Released
I just finished a VERY VERY VERY long book and now that I am released from its insidious spell, I may now blog again (as I now have free time).
I have actually composed several very fascinating, erudite, pensive and touching blogs as I lay in bed in the moments before going to sleep. Sorry you missed them, but I am relieved that all of you are not snuggled up in bed with me reading my thoughts.
Requiem
On Thursday of last week my neighbor’s husband died of cancer. She is a good neighbor and watched our house for us and knows our names and the names of our dogs. We’ve watched as in the last year 4 ambulances have flickered late night lights over our yards as first she took a near-death trip and then her husband took three rides, each one keeping him away a little longer until the last when he didn’t come home again.
Ron had cancer. Inoperable lung cancer the first time (probably a product of a lifetime of cigarette smoking) and then, after a few months of remission, bone cancer. The last thing I said to him was, “It’s a beautiful day, isn’t it?” as we took Eowyn and the dogs for a walk and passed by him on his porch the day before his last ambulance ride.
It’s a sad death. Expected yet long hoped against. My neighbor is immersing herself in remodeling jobs to keep her busy. I need to buy her some flowers.
On Saturday of last week, a dear friend from church died. Bill was 72 (he died the day after his birthday) and had been his doctors’ miracle patient for years. Bill and his wife Carole’s ministry at church was greeting. There is not one single person who entered the doors of that church who escaped his loving hugs – even the ones who tried to run away! He was every visitor’s first encounter with the palpable love of God in our church family.
At his funeral, our pastor, with tears running down his cheeks, talked of how he’s sure Bill is at the pearly gates, stubbornly insisting to St. Peter that they be wide open no matter how inclement the weather and regardless of the heating bills. We all laughed because, well, if that’s the way heaven works, that’s definitely what Bill’s been up to this last week.
Bill’s death isn’t as sad as Ron’s. I realized driving back from the wedding on Saturday night that Bill is the first person who I know who has died that I know – KNOW – is in heaven. I’m not sure what this utter certainty means – because we all know utter certainty doesn’t necessarily mean veracity – but it’s there and it’s real.

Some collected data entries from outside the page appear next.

//! Local persistent store: SQLite tables behind plain async functions.
//!
//! This module is split into three submodules:
//! - `model`: typed rows returned by the cache queries.
//! - `repo`: pool setup, migrations and the key-value store holding the
//!   visible snapshot and the operation queues.
//! - `cache`: namespace and response tables owned by the interception worker.
//!
//! External modules should import from `quote_sync::db`; the key-value API
//! is re-exported at the module root.

pub mod cache;
pub mod model;
pub mod repo;

pub use repo::*;

pub use model::{CachedResponse, StoreKey};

The Sunday before he died, Joel and Eowyn and I went over to his house to visit him. He normally got sick around this time of year but he hadn’t made it to church for almost 2 months and I knew that was a bad sign. When we got there he didn’t even get out of bed, which was also a bad sign. He was very weak, but still sharp. We had a nice visit (Eowyn, brat that she is, cried at the scary old man) and I’m glad we went at our very last opportunity. He was in the hospital three days later.

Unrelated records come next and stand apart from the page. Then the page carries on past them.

//! The interception worker: a task that owns the caching policy and is
//! reachable only through `WorkerHandle` messages.

use super::fetch::{Fetch, FetchError, Method, Request, Response};
use super::namespace::{NamespaceKind, Namespaces};
use super::strategy::{Classifier, ResourceClass, Strategies};
use crate::config::Config;
use crate::db::{self, Pool, StoreKey};
use anyhow::{anyhow, bail, Context, Result};
use async_trait::async_trait;
use futures::future::join_all;
use reqwest::Url;
use std::sync::Arc;
use tokio::sync::{mpsc, oneshot};
use tokio::task::{JoinHandle, JoinSet};
use tracing::{debug, info, instrument, warn};

#[derive(Debug, Clone, Copy, PartialEq, Eq)]
pub enum Phase {
    /// Current version not installed yet.
    Parsed,
    /// Namespaces populated, waiting to be activated.
    Installed,
    /// Intercepting requests.
    Active,
}

impl Phase {
    pub fn as_str(&self) -> &'static str {
        match self {
            Phase::Parsed => "parsed",
            Phase::Installed => "installed",
            Phase::Active => "active",
        }
    }
}

#[derive(Debug, Clone, Default, PartialEq, Eq)]
pub struct InstallReport {
    pub static_cached: usize,
    pub external_cached: usize,
    pub external_failed: usize,
    pub activated: bool,
}

#[derive(Debug, Clone)]
pub struct WorkerConfig {
    pub origin: Url,
    pub names: Namespaces,
    pub classifier: Classifier,
    pub shell_path: String,
    pub static_assets: Vec<String>,
    pub external_assets: Vec<String>,
    pub auto_activate: bool,
}

impl WorkerConfig {
    pub fn from_config(cfg: &Config) -> Result<Self> {
        let origin = Url::parse(&cfg.remote.base_url)
            .with_context(|| format!("invalid remote.base_url {}", cfg.remote.base_url))?;
        Ok(Self {
            origin,
            names: Namespaces::new(cfg.cache.prefix.clone(), cfg.cache.version.clone()),
            classifier: Classifier::from_settings(&cfg.cache),
            shell_path: cfg.cache.shell_path.clone(),
            static_assets: cfg.cache.static_assets.clone(),
            external_assets: cfg.cache.external_assets.clone(),
            auto_activate: cfg.cache.auto_activate,
        })
    }
}

enum Message {
    Fetch {
        request: Request,
        reply: oneshot::Sender<Result<Response, FetchError>>,
    },
    Install {
        reply: oneshot::Sender<Result<InstallReport>>,
    },
    Activate {
        reply: oneshot::Sender<Result<Vec<String>>>,
    },
    SkipWaiting,
    Phase {
        reply: oneshot::Sender<Phase>,
    },
    /// Wait for background revalidations started so far.
    Drain {
        reply: oneshot::Sender<()>,
    },
    Shutdown,
}

/// Cheap, cloneable sender side of the worker.
#[derive(Debug, Clone)]
pub struct WorkerHandle {
    tx: mpsc::Sender<Message>,
}

impl WorkerHandle {
    async fn call<T>(&self, build: impl FnOnce(oneshot::Sender<T>) -> Message) -> Result<T, FetchError> {
        let (reply, rx) = oneshot::channel();
        self.tx
            .send(build(reply))
            .await
            .map_err(|_| FetchError::WorkerGone)?;
        rx.await.map_err(|_| FetchError::WorkerGone)
    }

    /// Populate the current namespaces.
    pub async fn install(&self) -> Result<InstallReport> {
        self.call(|reply| Message::Install { reply }).await?
    }

    /// Activate the current version; returns the namespaces purged.
    pub async fn activate(&self) -> Result<Vec<String>> {
        self.call(|reply| Message::Activate { reply }).await?
    }

    /// Force activation without waiting for a reply.
    pub async fn skip_waiting(&self) -> Result<(), FetchError> {
        self.tx
            .send(Message::SkipWaiting)
            .await
            .map_err(|_| FetchError::WorkerGone)
    }

    pub async fn phase(&self) -> Result<Phase, FetchError> {
        self.call(|reply| Message::Phase { reply }).await
    }

    pub async fn drain(&self) -> Result<(), FetchError> {
        self.call(|reply| Message::Drain { reply }).await
    }

    pub async fn shutdown(&self) {
        let _ = self.tx.send(Message::Shutdown).await;
    }
}

#[async_trait]
impl Fetch for WorkerHandle {
    async fn fetch(&self, request: Request) -> Result<Response, FetchError> {
        self.call(|reply| Message::Fetch { request, reply }).await?
    }
}

pub struct Worker {
    pool: Pool,
    config: WorkerConfig,
    strategies: Strategies,
    phase: Phase,
    tasks: JoinSet<()>,
}

impl Worker {
    /// Start the worker task. The phase is recovered from the store: a
    /// version activated by an earlier process stays active.
    pub async fn spawn(
        pool: Pool,
        network: Arc<dyn Fetch>,
        config: WorkerConfig,
    ) -> Result<(WorkerHandle, JoinHandle<()>)> {
        let phase = recover_phase(&pool, &config.names).await?;
        info!(version = config.names.version(), phase = phase.as_str(), "starting interception worker");
        let strategies = Strategies::new(
            pool.clone(),
            network,
            config.names.clone(),
            config.shell_path.clone(),
        );
        let worker = Worker {
            pool,
            config,
            strategies,
            phase,
            tasks: JoinSet::new(),
        };
        let (tx, rx) = mpsc::channel(64);
        let join = tokio::spawn(worker.run(rx));
        Ok((WorkerHandle { tx }, join))
    }

    async fn run(mut self, mut rx: mpsc::Receiver<Message>) {
        loop {
            tokio::select! {
                msg = rx.recv() => {
                    let Some(msg) = msg else { break };
                    if !self.handle(msg).await {
                        break;
                    }
                }
                Some(done) = self.tasks.join_next(), if !self.tasks.is_empty() => {
                    if let Err(err) = done {
                        warn!(?err, "intercepted request task failed");
                    }
                }
            }
        }
        while self.tasks.join_next().await.is_some() {}
        debug!("interception worker stopped");
    }

    /// Returns false once the worker should stop.
    async fn handle(&mut self, msg: Message) -> bool {
        match msg {
            Message::Fetch { request, reply } => self.intercept(request, reply),
            Message::Install { reply } => {
                let res = self.install().await;
                let _ = reply.send(res);
            }
            Message::Activate { reply } => {
                let res = self.activate().await;
                let _ = reply.send(res);
            }
            Message::SkipWaiting => {
                if let Err(err) = self.activate().await {
                    warn!(?err, "skip-waiting activation failed");
                }
            }
            Message::Phase { reply } => {
                let _ = reply.send(self.phase);
            }
            Message::Drain { reply } => {
                while let Some(done) = self.tasks.join_next().await {
                    if let Err(err) = done {
                        warn!(?err, "intercepted request task failed");
                    }
                }
                let _ = reply.send(());
            }
            Message::Shutdown => return false,
        }
        true
    }

    /// Pick a strategy and run it on its own task so slow requests do not
    /// hold up the message loop.
    fn intercept(&mut self, request: Request, reply: oneshot::Sender<Result<Response, FetchError>>) {
        let strategies = self.strategies.clone();
        let class = if request.method != Method::Get || self.phase != Phase::Active {
            None
        } else {
            Some(self.config.classifier.classify(&request))
        };
        debug!(method = %request.method, url = %request.url, ?class, "intercept");

        self.tasks.spawn(async move {
            let (res, revalidation) = match class {
                None => (strategies.network().fetch(request).await, None),
                Some(ResourceClass::Api) => (Ok(strategies.network_first_api(request).await), None),
                Some(ResourceClass::Static) => (Ok(strategies.cache_first(request).await), None),
                Some(ResourceClass::Navigation) => (Ok(strategies.navigation(request).await), None),
                Some(ResourceClass::Other) => strategies.stale_while_revalidate(request).await,
            };
            let _ = reply.send(res);
            if let Some(handle) = revalidation {
                if let Err(err) = handle.await {
                    warn!(?err, "background revalidation task failed");
                }
            }
        });
    }

    /// Open the current namespaces and pre-fetch the manifest. First-party
    /// assets are all-or-nothing; third-party assets are best-effort.
    #[instrument(skip_all, fields(version = self.config.names.version()))]
    async fn install(&mut self) -> Result<InstallReport> {
        for name in self.config.names.current() {
            db::cache::open_namespace(&self.pool, &name).await?;
        }

        let mut manifest = Vec::with_capacity(self.config.static_assets.len());
        for path in &self.config.static_assets {
            let url = self
                .config
                .origin
                .join(path)
                .with_context(|| format!("invalid static asset path {}", path))?;
            manifest.push(Request::get(url));
        }
        let network = self.strategies.network().clone();
        let fetched = join_all(manifest.into_iter().map(|req| {
            let network = network.clone();
            async move {
                let key = req.cache_key();
                let res = network.fetch(req).await;
                (key, res)
            }
        }))
        .await;

        let mut first_party = Vec::with_capacity(fetched.len());
        for (key, res) in fetched {
            match res {
                Ok(res) if res.is_success() => first_party.push((key, res)),
                Ok(res) => bail!("install aborted: {} answered {}", key, res.status),
                Err(err) => return Err(anyhow!(err).context(format!("install aborted: {}", key))),
            }
        }
        for (key, res) in &first_party {
            self.strategies.store(NamespaceKind::Static, key, res).await;
        }

        let mut report = InstallReport {
            static_cached: first_party.len(),
            ..Default::default()
        };
        let external = join_all(self.config.external_assets.iter().map(|raw| {
            let network = network.clone();
            let raw = raw.clone();
            async move {
                let req = Url::parse(&raw).map(Request::get);
                match req {
                    Ok(req) => {
                        let key = req.cache_key();
                        (raw, Some(key), network.fetch(req).await)
                    }
                    Err(err) => (raw, None, Err(FetchError::Transport(err.to_string()))),
                }
            }
        }))
        .await;
        for (raw, key, res) in external {
            match (key, res) {
                (Some(key), Ok(res)) if res.is_success() => {
                    self.strategies.store(NamespaceKind::Dynamic, &key, &res).await;
                    report.external_cached += 1;
                }
                (_, Ok(res)) => {
                    warn!(url = %raw, status = res.status, "could not cache external asset");
                    report.external_failed += 1;
                }
                (_, Err(err)) => {
                    warn!(url = %raw, %err, "could not cache external asset");
                    report.external_failed += 1;
                }
            }
        }

        if self.phase == Phase::Parsed {
            self.phase = Phase::Installed;
        }
        info!(
            static_cached = report.static_cached,
            external_cached = report.external_cached,
            external_failed = report.external_failed,
            "install complete"
        );

        if self.config.auto_activate && self.phase != Phase::Active {
            self.activate().await?;
            report.activated = true;
        }
        Ok(report)
    }

    /// Purge every namespace of this app that belongs to another version,
    /// then start intercepting.
    #[instrument(skip_all, fields(version = self.config.names.version()))]
    async fn activate(&mut self) -> Result<Vec<String>> {
        let mut purged = Vec::new();
        for name in db::cache::list_namespaces(&self.pool).await? {
            if self.config.names.is_stale(&name) {
                db::cache::delete_namespace(&self.pool, &name).await?;
                info!(namespace = %name, "deleted stale namespace");
                purged.push(name);
            }
        }
        db::put_json(
            &self.pool,
            StoreKey::ActiveCacheVersion,
            &self.config.names.version(),
        )
        .await?;
        self.phase = Phase::Active;
        info!(purged = purged.len(), "worker active");
        Ok(purged)
    }
}

async fn recover_phase(pool: &Pool, names: &Namespaces) -> Result<Phase> {
    let active: Option<String> = db::get_json(pool, StoreKey::ActiveCacheVersion).await?;
    if active.as_deref() == Some(names.version()) {
        return Ok(Phase::Active);
    }
    let existing = db::cache::list_namespaces(pool).await?;
    let installed = names.current().iter().all(|n| existing.contains(n));
    Ok(if installed {
        Phase::Installed
    } else {
        Phase::Parsed
    })
}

The saddest thing about Bill’s death is the difficulties it leaves for his wife Carole. She has early stages of Alzheimer’s that aren’t as early as they were a few years ago. Her short term memory is essentially shot, something I know know know she hates. Her sister died from Alzheimer’s two years ago and I remember helping them interpret MRI findings from Carole’s scan (memory loss due to multiple lacunar infarcts) four years ago when she started noticing irritating little memory lapses. But she can’t live alone. She can’t keep track of her purse, much less run a household.

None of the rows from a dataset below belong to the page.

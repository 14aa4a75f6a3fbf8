use crate::engine::SyncEngine;
use crate::events::SyncEvent;
use crate::model::{BatchReport, QueueKind};
use crate::remote::QuoteRemote;
use crate::state::{Dispatch, Outcome, Settled};
use anyhow::Result;
use tracing::{debug, info, instrument, warn};

/// Replay every eligible entry of one queue, oldest first, one remote call
/// at a time. Entries queued after the run starts wait for the next run.
#[instrument(skip_all, fields(queue = kind.as_str()))]
pub async fn replay_queue(engine: &SyncEngine, kind: QueueKind) -> Result<BatchReport> {
    let limit = engine.policy().rejection_retry_limit;
    let pending = engine.state.lock().await.dispatches(kind, limit);
    let mut report = BatchReport::empty(kind);

    for dispatch in pending {
        let id = dispatch.record_id();
        if !engine.state.lock().await.begin(&dispatch) {
            debug!(%id, "entry cancelled before replay; skipping");
            continue;
        }
        engine.persist().await?;

        let outcome = apply_remote(engine.remote(), &dispatch).await;
        let settled = engine.state.lock().await.complete(&dispatch, outcome);
        match settled {
            Settled::Confirmed => report.succeeded += 1,
            Settled::Failed => report.failed += 1,
            Settled::Superseded | Settled::Stale => report.skipped += 1,
        }
        match (settled, outcome) {
            (Settled::Confirmed, Outcome::Created(remote_id)) => {
                info!(%id, remote_id, "create confirmed")
            }
            (Settled::Confirmed, _) => info!(%id, "entry confirmed"),
            (Settled::Superseded, _) => info!(%id, "newer edit arrived in flight; kept queued"),
            (Settled::Failed, Outcome::Failed(failure)) => {
                warn!(%id, failure = failure.as_str(), "entry failed; kept queued")
            }
            (Settled::Failed, _) => warn!(%id, "entry failed; kept queued"),
            (Settled::Stale, _) => {
                warn!(%id, ?outcome, "entry cancelled while in flight; remote effect not undone")
            }
        }
    }

    engine.persist().await?;
    info!(
        succeeded = report.succeeded,
        failed = report.failed,
        skipped = report.skipped,
        "queue replay finished"
    );
    engine.emit(SyncEvent::BatchCompleted(report));
    Ok(report)
}

async fn apply_remote(remote: &dyn QuoteRemote, dispatch: &Dispatch) -> Outcome {
    let res = match dispatch {
        Dispatch::Create { payload, .. } => remote.create(payload).await.map(Outcome::Created),
        Dispatch::Update {
            target, payload, ..
        } => remote.update(*target, payload).await.map(|_| Outcome::Applied),
        Dispatch::Delete { target } => remote.delete(*target).await.map(|_| Outcome::Applied),
    };
    match res {
        Ok(outcome) => outcome,
        Err(err) => {
            debug!(error = %err, queue = dispatch.kind().as_str(), "remote call failed");
            Outcome::Failed(err.kind())
        }
    }
}

/// Run the three queues concurrently; no order is kept across them.
pub async fn sync_all(engine: &SyncEngine) -> Result<Vec<BatchReport>> {
    let (creates, updates, deletes) = tokio::join!(
        replay_queue(engine, QueueKind::Create),
        replay_queue(engine, QueueKind::Update),
        replay_queue(engine, QueueKind::Delete),
    );
    Ok(vec![creates?, updates?, deletes?])
}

I hated seeing her cry at Bill’s funeral – which wasn’t a funeral, by the way, it was (truly) a Celebration of Life. Sweet Carole – so lighthearted and fun that she could even laugh with us through her tears. She told us, “Sometimes life just sucks, doesn’t it?” and you know what? She’s absolutely right. It’s making me cry just to think about her. I wish I could just hold her and make it all better, but we don’t get to do that for anyone really, except briefly for our children when they bruise their knees. Even God seems to have to wait until later to fix things like this.
It’s sad how ages sweeps life away. Three years ago another dear friend at church had a stroke just as she arrived on the shores of Alaska to take the cruise she’d waited her whole life to enjoy. Rose moved to an assisted living center and I visited several times and brought her to several of our special evening services, but after a few times she didn’t really want to go. She wasn’t quite the same person anymore and it was too hard to leave her new place of comfort to try and interact with old friends she couldn’t quite see or hear the same way she used to.
But Bill’s fine. I know he’s happy. It’s the rest of us who have to figure things out for Carole and ourselves. It really is strange knowing he’ll never hug me and give me a kiss on my cheek at the doors of the church.
Bill and Carole After Dinner
We had them over for dinner two months ago.
I made lasagna and Eowyn impressed everyone with her newfound ability to walk.
How odd that all that separates us from that moment is time.
So those are my deep thoughts. I’ll let those settle and get back to you with all the frivolous ones soon, I promise!